# Sizing the circulator pump

**Posted:**October 25, 2011

**Filed under:**Plumbing the boiler |

**Tags:**Arduino, chip, circulator pump, pellet, welding 1 Comment

Today my plan is to size the circulator pump from the chip boiler through the manifolds of the existing oil-fired boiler. The formula is: Q = h/(Cp*p*Delta T) Where Q is the heat transfer in Gallons per minute, Cp is the specific heat capacity, a constant based on the fluid, in this case water, p (really rho, I need help figuring out how to add greek letters and subscripts) and an assumed temperature drop or Delta T. Since it is my intention to run the chip boiler at 180°F and set the min temp on the oil burner at 130°F this will give me a 50°F temperature before the temp of the furnace requires it to fire. By leaving myself enough room I am hoping the Arduino controller and good temperature monitoring will preclude the oil boiler from firing. For the formula however I am going to assume a temperature difference of 20°F. So, again assuming a 30,ooo Btu chip boiler, a Cp for water of 1 BTU/Lbm/1°F, p (rho) the density of water, 62.34 lb/cu ft., Delta T=20°F and to convert BTU to gal/min 7.48 Gal/cu ft Therefore Q=30,000(7.48 gal/cu ft)/((1 Btu/lbm/1°F)(62.34 lb H2O/cu ft)(60 min/hr)(20°F)=2.9997 GPM

http://www.engineeringtoolbox.com/water-flow-rates-heating-systems-d_659.html

This formula gives the flow rate and now I need to calculate the pressure drop or head loss. The formula for this is:

Click to access SelectingCirculators.pdf

HL = k x c x L x (f1.75) Measuring the distance to the proposed location of the chip boiler, I get about 18′ of piping to and from the existing boiler and approx 10 of additional piping in the boiler, assuming 4 elbows. Planning on using either 3/4″ pex tubing or 1/2″ copper. Using Table 1 in the above link either 3/4″ pex or 1/2″ copper will be acceptable for a flow rate of 3 gpm. I would prefer to use the 1/2′ copper since it is a relatively short run and will require less hangers and difficulty doing a nice neat job through the utility room. From Table 2 I see a equivalvent feet of 1.55 for each elbow so 4 x 1.55 ft= 6.2 ft From Table 3, k =.0159, From Table 4 Water at 180°F, c=0.933, finally the flow rate raised to the 1.75 power is 6.83. So the total length is 18+6.2+13=37.2 ft. I calculate a rough head loss of approx. H loss=.0159*37.2*.933*6.83=3.77 ft Use the graph to find the correct pump having the conditions of 3 gpm flow and 3.77 ft of head It looks like a Taco 003 or a Taco 006 pump will work just fine. After some internet research using my normal internet heating component supplier I will probably use a Grundfos UPS 15-58FC, 3 Speed Circulator pump, 1/25 HP, 115 V

The lower manifold shown in the right hand picture is the cold return from the zones. I am planning on adding the hot water from the chip boiler in at this point to prevent the oil-fired burner from starting. This will also increase the heat reservoir by heating the water in the furnace as well. Lastly I plan on adding a 4th zone onto the existing manifolds to take advantage of the existing 2nd heating coil in a solar hot water tank I have separately heated by solar evacuated tubes. This will give additional options for the Arduino to dump heat.

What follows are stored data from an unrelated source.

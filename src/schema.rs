// Copyright (c) SocialNet Team
// SPDX-License-Identifier: Apache-2.0

// Import diesel table macros
use diesel::allow_tables_to_appear_in_same_query;
use diesel::joinable;
use diesel::table;

// Define user accounts table
table! {
    users (id) {
        id -> Int4,
        username -> Varchar,
        email -> Varchar,
        password_hash -> Text,
        full_name -> Nullable<Varchar>,
        bio -> Nullable<Varchar>,
        profile_picture -> Nullable<Varchar>,
    }
}

// Directed follow edges: who follows the owning user
table! {
    followers (id) {
        id -> Int4,
        user_id -> Nullable<Int4>,
        follower_id -> Nullable<Int4>,
        follow_timestamp -> Timestamp,
    }
}

// Directed follow edges: who the owning user follows
table! {
    following (id) {
        id -> Int4,
        user_id -> Nullable<Int4>,
        following_id -> Nullable<Int4>,
        follow_timestamp -> Timestamp,
    }
}

table! {
    posts (id) {
        id -> Int4,
        user_id -> Nullable<Int4>,
        image_url -> Varchar,
        caption -> Nullable<Varchar>,
        creation_timestamp -> Timestamp,
    }
}

table! {
    likes (id) {
        id -> Int4,
        user_id -> Nullable<Int4>,
        post_id -> Nullable<Int4>,
        like_timestamp -> Timestamp,
    }
}

table! {
    comments (id) {
        id -> Int4,
        user_id -> Nullable<Int4>,
        post_id -> Nullable<Int4>,
        text -> Varchar,
        creation_timestamp -> Timestamp,
    }
}

table! {
    stories (id) {
        id -> Int4,
        user_id -> Nullable<Int4>,
        image_url -> Varchar,
        caption -> Nullable<Varchar>,
        creation_timestamp -> Timestamp,
        expiration_timestamp -> Timestamp,
    }
}

// A conversation is nothing but an identity for messages to hang off
table! {
    conversations (id) {
        id -> Int4,
    }
}

table! {
    messages (id) {
        id -> Int4,
        conversation_id -> Nullable<Int4>,
        sender_id -> Nullable<Int4>,
        receiver_id -> Nullable<Int4>,
        content -> Text,
        timestamp -> Timestamp,
    }
}

table! {
    hashtags (id) {
        id -> Int4,
        name -> Varchar,
    }
}

table! {
    post_hashtags (id) {
        id -> Int4,
        post_id -> Nullable<Int4>,
        hashtag_id -> Nullable<Int4>,
    }
}

table! {
    post_interactions (id) {
        id -> Int4,
        user_id -> Nullable<Int4>,
        post_id -> Nullable<Int4>,
        interaction_type -> Varchar,
        timestamp -> Timestamp,
    }
}

table! {
    notifications (id) {
        id -> Int4,
        user_id -> Nullable<Int4>,
        event_type -> Varchar,
        content -> Text,
        timestamp -> Timestamp,
    }
}

// Single-foreign-key relationships only. Tables with more than one foreign
// key into the same target (followers, following, messages -> users) are
// left out: joins there must name the column explicitly.
joinable!(posts -> users (user_id));
joinable!(likes -> users (user_id));
joinable!(likes -> posts (post_id));
joinable!(comments -> users (user_id));
joinable!(comments -> posts (post_id));
joinable!(stories -> users (user_id));
joinable!(messages -> conversations (conversation_id));
joinable!(post_hashtags -> posts (post_id));
joinable!(post_hashtags -> hashtags (hashtag_id));
joinable!(post_interactions -> users (user_id));
joinable!(post_interactions -> posts (post_id));
joinable!(notifications -> users (user_id));

// Allow joining the tables if needed
allow_tables_to_appear_in_same_query!(
    users,
    followers,
    following,
    posts,
    likes,
    comments,
    stories,
    conversations,
    messages,
    hashtags,
    post_hashtags,
    post_interactions,
    notifications,
);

I’ve been thinking about logic. What if you ran the two furnaces in series? The chip boiler could be ‘before’ the oil boiler. Run dual thermostats (chip / oil) with the chip thermostat higher. If the chip boiler was at least 150F (160F?) and the chip thermostats were ‘calling’ run the circulator (s). If the chip boiler goes below 150F (145F?), shut off the circ pumps and give it time to build up heat. The water going into the oil boiler won’t go below 130, so the oil boiler should not turn on. Install isolation valves to bypass the chip boiler if it won’t be used for a while.